M&D Deep Duck 7-9: Why doesn't Mason sleep with Austra?

Becky Lindroos bekker2 at icloud.com
Tue Feb 3 10:51:22 CST 2015


To me Mason & Dixon is historical fiction - a novel - but probably more specifically or accurately categorized as “historical metafiction” or  “historiographic metafiction.”  Books like this investigate the “culture” of the past - what we can “know,”  or “not know” or  

**  According to Hutcheon, in "A Poetics of Postmodernism", works of historiographic metafiction are "those well-known and popular novels which are both intensely self-reflexive and yet paradoxically also lay claim to historical events and personages".[1] Historiographic metafiction is a quintessentially postmodern art form, with a reliance upon textual play, parody and historical re-conceptualization. **  
http://en.wikipedia.org/wiki/Historiographic_metafiction

 Doctorow expanded the genre greatly when he wrote Ragtime (pub. 1975) which included Freud and Jung taking a little trip through the Tunnel of Love at Coney Island.  I suppose that kind of invention had been done before 1975,  but Doctorow took it way further.  Rather than just the dry “facts” and details of history books,  “Ragtime” looked at the social history - so there were a lot of archetypes and allusions and metaphors and other tropes involved in his telling the story of the family in New Rochelle - actually, imo,  the book is marvelous history in that it presents the ways that the day’s people and events were interwoven in the lives of the people.   Doctorow did quite a lot of research.  There was a reason for that scene - 

Lots of books like this -  Salman Rushdie,  Umberto Eco,  Orhan Pamuk,  John Fowles, Angela Carter, Kazuo Ishiguro  

Same with M&D - the "setting” is way more than some kind of “background” - it’s thoroughly interwoven into the lives of the characters.  The history (a whole ’nother definition)  is important in this novel!  Without the history we have almost zip.   The whole narrative is thoroughly immersed with historically verifiable people, places, events, etc.  The thing is that Pynchon just uses them in different contexts and with a different point of view to come to conclusions which are emphasized though his imaginary episodes.  -  

The question becomes “why” did Pynchon use non-historical scenes the way he did? - Why did Gabriel Garcia Marquez use pig tails and ice machines in 100 Years of Solitude?  The fantastical scenes are pointing out something about something - the culture clash in Garcia’s book -  the "lunacy" of putting a grid on a globe in M&D -  lots more there - 

[In M&D] …** The dichotomy between stories and facts is one of the novel’s principal motifs and is manifest in the text’s [M&D] narrative architecture and thematic system.

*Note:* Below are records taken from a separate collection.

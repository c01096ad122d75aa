//! Exact in-memory vector index.
//!
//! [`VectorIndex`] keeps every vector in a `BTreeMap` keyed by [`ChunkId`] and
//! answers k-nearest-neighbour queries by scoring all of them. Iteration order
//! is the id order, and ranking breaks score ties by ascending id, so identical
//! inputs always produce identical result sequences.

use std::cmp::Ordering;
use std::collections::BTreeMap;

use serde::{Deserialize, Serialize};

use crate::document::ChunkId;
use crate::error::{RagError, Result};

/// The similarity metric of a store, fixed when the store is created.
#[derive(Debug, Clone, Copy, Default, PartialEq, Eq, Serialize, Deserialize)]
#[serde(rename_all = "snake_case")]
pub enum SimilarityMetric {
    /// Cosine similarity; zero vectors score 0.0 against everything.
    #[default]
    Cosine,
    /// Raw dot product.
    InnerProduct,
}

impl SimilarityMetric {
    /// Score `a` against `b`. Both slices must have the same length.
    pub fn score(self, a: &[f32], b: &[f32]) -> f32 {
        let dot: f32 = a.iter().zip(b).map(|(x, y)| x * y).sum();
        match self {
            Self::InnerProduct => dot,
            Self::Cosine => {
                let norm_a: f32 = a.iter().map(|x| x * x).sum::<f32>().sqrt();
                let norm_b: f32 = b.iter().map(|x| x * x).sum::<f32>().sqrt();
                if norm_a == 0.0 || norm_b == 0.0 {
                    return 0.0;
                }
                dot / (norm_a * norm_b)
            }
        }
    }
}

/// A ranked hit from [`VectorIndex::search`].
#[derive(Debug, Clone, Copy, PartialEq)]
pub struct ScoredId {
    pub id: ChunkId,
    pub score: f32,
}

/// Descending score, then ascending id.
fn rank(a: &ScoredId, b: &ScoredId) -> Ordering {
    b.score.total_cmp(&a.score).then_with(|| a.id.cmp(&b.id))
}

/// Exact k-nearest-neighbour index over fixed-dimension vectors.
///
/// # Example
///
/// ```rust,ignore
/// use knowbase_rag::{ChunkId, SimilarityMetric, VectorIndex};
///
/// let mut index = VectorIndex::new(3, SimilarityMetric::Cosine);
/// index.insert(ChunkId(1), vec![1.0, 0.0, 0.0])?;
/// let hits = index.search(&[1.0, 0.0, 0.0], 5)?;
/// ```
#[derive(Debug, Clone, PartialEq)]
pub struct VectorIndex {
    dimension: usize,
    metric: SimilarityMetric,
    vectors: BTreeMap<ChunkId, Vec<f32>>,
}

impl VectorIndex {
    /// Create an empty index for vectors of length `dimension`.
    pub fn new(dimension: usize, metric: SimilarityMetric) -> Self {
        Self { dimension, metric, vectors: BTreeMap::new() }
    }

    pub fn dimension(&self) -> usize {
        self.dimension
    }

    pub fn metric(&self) -> SimilarityMetric {
        self.metric
    }

    /// Number of live vectors.
    pub fn len(&self) -> usize {
        self.vectors.len()
    }

    pub fn is_empty(&self) -> bool {
        self.vectors.is_empty()
    }

    pub fn contains(&self, id: ChunkId) -> bool {
        self.vectors.contains_key(&id)
    }

    /// Iterate over `(id, vector)` pairs in ascending id order.
    pub fn iter(&self) -> impl DoubleEndedIterator<Item = (ChunkId, &[f32])> {
        self.vectors.iter().map(|(id, v)| (*id, v.as_slice()))
    }

    /// Vectors must have the index dimension and only finite components;
    /// a NaN would serialize as `null` and make the snapshot unreadable.
    fn check_vector(&self, vector: &[f32]) -> Result<()> {
        if vector.len() != self.dimension {
            return Err(RagError::DimensionMismatch { expected: self.dimension, actual: vector.len() });
        }
        match vector.iter().position(|x| !x.is_finite()) {
            Some(position) => Err(RagError::NonFiniteVector { position }),
            None => Ok(()),
        }
    }

    /// Add `vector` under `id`.
    ///
    /// # Errors
    ///
    /// [`RagError::DimensionMismatch`], [`RagError::NonFiniteVector`] or
    /// [`RagError::DuplicateId`]; the index is left unchanged on error.
    pub fn insert(&mut self, id: ChunkId, vector: Vec<f32>) -> Result<()> {
        self.check_vector(&vector)?;
        if self.vectors.contains_key(&id) {
            return Err(RagError::DuplicateId(id));
        }
        self.vectors.insert(id, vector);
        Ok(())
    }

    /// Remove the vector stored under `id`, returning it.
    ///
    /// # Errors
    ///
    /// [`RagError::NotFound`] if `id` is absent.
    pub fn remove(&mut self, id: ChunkId) -> Result<Vec<f32>> {
        self.vectors.remove(&id).ok_or_else(|| RagError::NotFound(format!("chunk {id}")))
    }

    /// Return up to `k` ids ranked by similarity to `query`.
    ///
    /// An empty index or `k == 0` yields an empty result.
    ///
    /// # Errors
    ///
    /// [`RagError::DimensionMismatch`] if `query` has the wrong length, or
    /// [`RagError::NonFiniteVector`] if it holds NaN or an infinity.
    pub fn search(&self, query: &[f32], k: usize) -> Result<Vec<ScoredId>> {
        self.check_vector(query)?;
        if k == 0 || self.vectors.is_empty() {
            return Ok(Vec::new());
        }

        let mut scored: Vec<ScoredId> = self
            .vectors
            .iter()
            .map(|(id, vector)| ScoredId { id: *id, score: self.metric.score(vector, query) })
            .collect();

        if scored.len() > k {
            scored.select_nth_unstable_by(k - 1, rank);
            scored.truncate(k);
        }
        scored.sort_by(rank);
        Ok(scored)
    }
}
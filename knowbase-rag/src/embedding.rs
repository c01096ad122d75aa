//! Embedding provider trait for generating vector embeddings from text.

use async_trait::async_trait;

use crate::error::Result;

/// A provider that generates vector embeddings from text input.
///
/// Implementations wrap a remote embedding service behind a unified async
/// interface. The default [`embed_batch`](EmbeddingProvider::embed_batch)
/// implementation calls [`embed`](EmbeddingProvider::embed) sequentially;
/// backends that support native batching should override it.
///
/// Failures are reported as [`RagError::EmbeddingError`](crate::RagError::EmbeddingError)
/// and are never retried by the engine.
///
/// # Example
///
/// ```rust,ignore
/// use knowbase_rag::EmbeddingProvider;
///
/// let provider = MyEmbeddingProvider::new();
/// let embedding = provider.embed("hello world").await?;
/// assert_eq!(embedding.len(), provider.dimensions());
/// ```
#[async_trait]
pub trait EmbeddingProvider: Send + Sync {
    /// Generate an embedding vector for a single text input.
    async fn embed(&self, text: &str) -> Result<Vec<f32>>;

    /// Generate embedding vectors for a batch of text inputs.
    ///
    /// The output must have the same length and order as `texts`.
    async fn embed_batch(&self, texts: &[&str]) -> Result<Vec<Vec<f32>>> {
        let mut results = Vec::with_capacity(texts.len());
        for text in texts {
            results.push(self.embed(text).await?);
        }
        Ok(results)
    }

    /// Return the dimensionality of embeddings produced by this provider.
    fn dimensions(&self) -> usize;

    /// Short provider name used in errors and logs.
    fn name(&self) -> &str {
        "embedding"
    }
}
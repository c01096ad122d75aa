//! Snapshot durability and corruption detection.

mod common;

use std::fs;
use std::path::Path;

use common::{TestEmbedder, config, embed_text, open};
use knowbase_rag::{
    DocumentMetadata, PersistenceManager, PreparedDocument, RagError, RetrievalEngine, SimilarityMetric, StoreState,
};
use serde_json::Value;

fn prepared(id: &str, passages: &[&str]) -> PreparedDocument {
    PreparedDocument {
        document_id: id.to_string(),
        metadata: DocumentMetadata::new(format!("{id}.md"), "md").with_extra("team", "platform"),
        text: passages.join(" "),
        chunks: passages.iter().map(|p| (p.to_string(), embed_text(p))).collect(),
    }
}

fn populated_state() -> StoreState {
    let mut state = StoreState::new(common::DIM, SimilarityMetric::Cosine);
    state
        .apply_ingest(prepared("network", &["routers forward packets", "switches learn mac addresses"]))
        .unwrap();
    state.apply_ingest(prepared("storage", &["disks fail eventually", "raid mirrors blocks"])).unwrap();
    state.apply_ingest(prepared("cooking", &["simmer the stock for hours"])).unwrap();
    state.apply_delete("cooking").unwrap();
    state
}

fn edit_json(path: &Path, edit: impl FnOnce(&mut Value)) {
    let mut value: Value = serde_json::from_str(&fs::read_to_string(path).unwrap()).unwrap();
    edit(&mut value);
    fs::write(path, serde_json::to_string(&value).unwrap()).unwrap();
}

#[test]
fn round_trip_preserves_contents_ids_and_ranking() {
    let dir = tempfile::tempdir().unwrap();
    let manager = PersistenceManager::new(dir.path());
    let state = populated_state();
    assert_eq!(manager.save(&state).unwrap(), 1);

    let loaded = manager.load().unwrap().unwrap();
    assert_eq!(loaded.index(), state.index());
    assert_eq!(loaded.metadata(), state.metadata());
    assert_eq!(loaded.next_chunk_id(), state.next_chunk_id());

    for query in ["packet routing", "disk failure", "mac learning"] {
        let vector = embed_text(query);
        assert_eq!(loaded.search(&vector, 4, 0.0).unwrap(), state.search(&vector, 4, 0.0).unwrap());
    }
}

#[test]
fn each_save_commits_a_new_generation_and_drops_the_old_one() {
    let dir = tempfile::tempdir().unwrap();
    let manager = PersistenceManager::new(dir.path());
    let mut state = populated_state();
    manager.save(&state).unwrap();
    state.apply_delete("storage").unwrap();
    assert_eq!(manager.save(&state).unwrap(), 2);

    assert_eq!(manager.current_generation().unwrap(), Some(2));
    assert!(!dir.path().join("index-1.json").exists());
    assert!(!dir.path().join("metadata-1.json").exists());
    assert_eq!(manager.load().unwrap().unwrap().metadata().document_count(), 1);
}

#[test]
fn uncommitted_generation_is_invisible() {
    let dir = tempfile::tempdir().unwrap();
    let manager = PersistenceManager::new(dir.path());
    let mut state = populated_state();
    manager.save(&state).unwrap();
    let committed = manager.load().unwrap().unwrap();

    state.apply_delete("network").unwrap();
    let staged = manager.stage(&state).unwrap();
    assert_eq!(staged.generation(), 2);
    // Simulate a crash between writing both artifacts and publishing them.
    drop(staged);

    let reloaded = manager.load().unwrap().unwrap();
    assert_eq!(reloaded.metadata(), committed.metadata());
    assert_eq!(reloaded.index(), committed.index());

    // The next save overwrites the abandoned generation and publishes it.
    assert_eq!(manager.save(&state).unwrap(), 2);
    assert!(!manager.load().unwrap().unwrap().metadata().contains_document("network"));
}

#[test]
fn leftover_temporary_files_are_ignored_and_cleaned() {
    let dir = tempfile::tempdir().unwrap();
    let manager = PersistenceManager::new(dir.path());
    let state = populated_state();
    manager.save(&state).unwrap();
    fs::write(dir.path().join("index-2.json.tmp"), "{\"header\":").unwrap();
    fs::write(dir.path().join("CURRENT.tmp"), "{").unwrap();

    assert_eq!(manager.load().unwrap().unwrap().index(), state.index());
    manager.save(&state).unwrap();
    assert!(!dir.path().join("index-2.json.tmp").exists());
    assert!(!dir.path().join("CURRENT.tmp").exists());
}

#[test]
fn chunk_count_disagreeing_with_header_is_corrupt() {
    let dir = tempfile::tempdir().unwrap();
    let manager = PersistenceManager::new(dir.path());
    manager.save(&populated_state()).unwrap();

    for file in ["index-1.json", "metadata-1.json"] {
        edit_json(&dir.path().join(file), |v| v["header"]["chunk_count"] = Value::from(7));
    }
    assert!(matches!(manager.load(), Err(RagError::CorruptStore(_))));
}

#[test]
fn mismatched_headers_are_corrupt() {
    let dir = tempfile::tempdir().unwrap();
    let manager = PersistenceManager::new(dir.path());
    manager.save(&populated_state()).unwrap();

    edit_json(&dir.path().join("metadata-1.json"), |v| v["header"]["metric"] = Value::from("inner_product"));
    assert!(matches!(manager.load(), Err(RagError::CorruptStore(_))));
}

#[test]
fn truncated_artifact_is_corrupt() {
    let dir = tempfile::tempdir().unwrap();
    let manager = PersistenceManager::new(dir.path());
    manager.save(&populated_state()).unwrap();

    let path = dir.path().join("metadata-1.json");
    let bytes = fs::read(&path).unwrap();
    fs::write(&path, &bytes[..bytes.len() / 2]).unwrap();
    assert!(matches!(manager.load(), Err(RagError::CorruptStore(_))));
}

#[test]
fn missing_artifact_is_corrupt() {
    let dir = tempfile::tempdir().unwrap();
    let manager = PersistenceManager::new(dir.path());
    manager.save(&populated_state()).unwrap();

    fs::remove_file(dir.path().join("index-1.json")).unwrap();
    assert!(matches!(manager.load(), Err(RagError::CorruptStore(_))));
}

#[test]
fn vector_of_wrong_length_is_corrupt() {
    let dir = tempfile::tempdir().unwrap();
    let manager = PersistenceManager::new(dir.path());
    manager.save(&populated_state()).unwrap();

    edit_json(&dir.path().join("index-1.json"), |v| {
        v["vectors"][0]["vector"].as_array_mut().unwrap().pop();
    });
    assert!(matches!(manager.load(), Err(RagError::CorruptStore(_))));
}

#[test]
fn vector_without_metadata_record_is_corrupt() {
    let dir = tempfile::tempdir().unwrap();
    let manager = PersistenceManager::new(dir.path());
    manager.save(&populated_state()).unwrap();

    edit_json(&dir.path().join("index-1.json"), |v| v["vectors"][0]["id"] = Value::from(999));
    assert!(matches!(manager.load(), Err(RagError::CorruptStore(_))));
}

#[tokio::test]
async fn engine_refuses_to_open_a_corrupt_store() {
    let dir = tempfile::tempdir().unwrap();
    let engine = open(dir.path(), TestEmbedder::new()).await;
    engine
        .ingest("notes", "a few words about nothing in particular", DocumentMetadata::new("notes.txt", "txt"))
        .await
        .unwrap();
    engine.close().await.unwrap();

    let store = dir.path().join("store");
    let generation = PersistenceManager::new(&store).current_generation().unwrap().unwrap();
    fs::write(store.join(format!("index-{generation}.json")), "not json").unwrap();

    let err = RetrievalEngine::open(config(dir.path()), TestEmbedder::new()).await.err().unwrap();
    assert!(matches!(err, RagError::CorruptStore(_)));
    // The damaged snapshot is left for inspection, not replaced.
    assert!(store.join(format!("index-{generation}.json")).exists());
}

Implicit in this central contrast is the issue of what is and what should be, or more precisely, what should have been. Mason & Dixon is filled with alternative histories and alternative worlds.** 
https://kb.osu.edu/dspace/bitstream/handle/1811/6492/Mason_Dixon_Thesis.pdf;jsessionid=16C1F24073869C3A6B8F5FFF4A383F46?sequence=5   (a Senior thesis - "Discursive Life in Thomas Pynchon’s Mason & Dixon")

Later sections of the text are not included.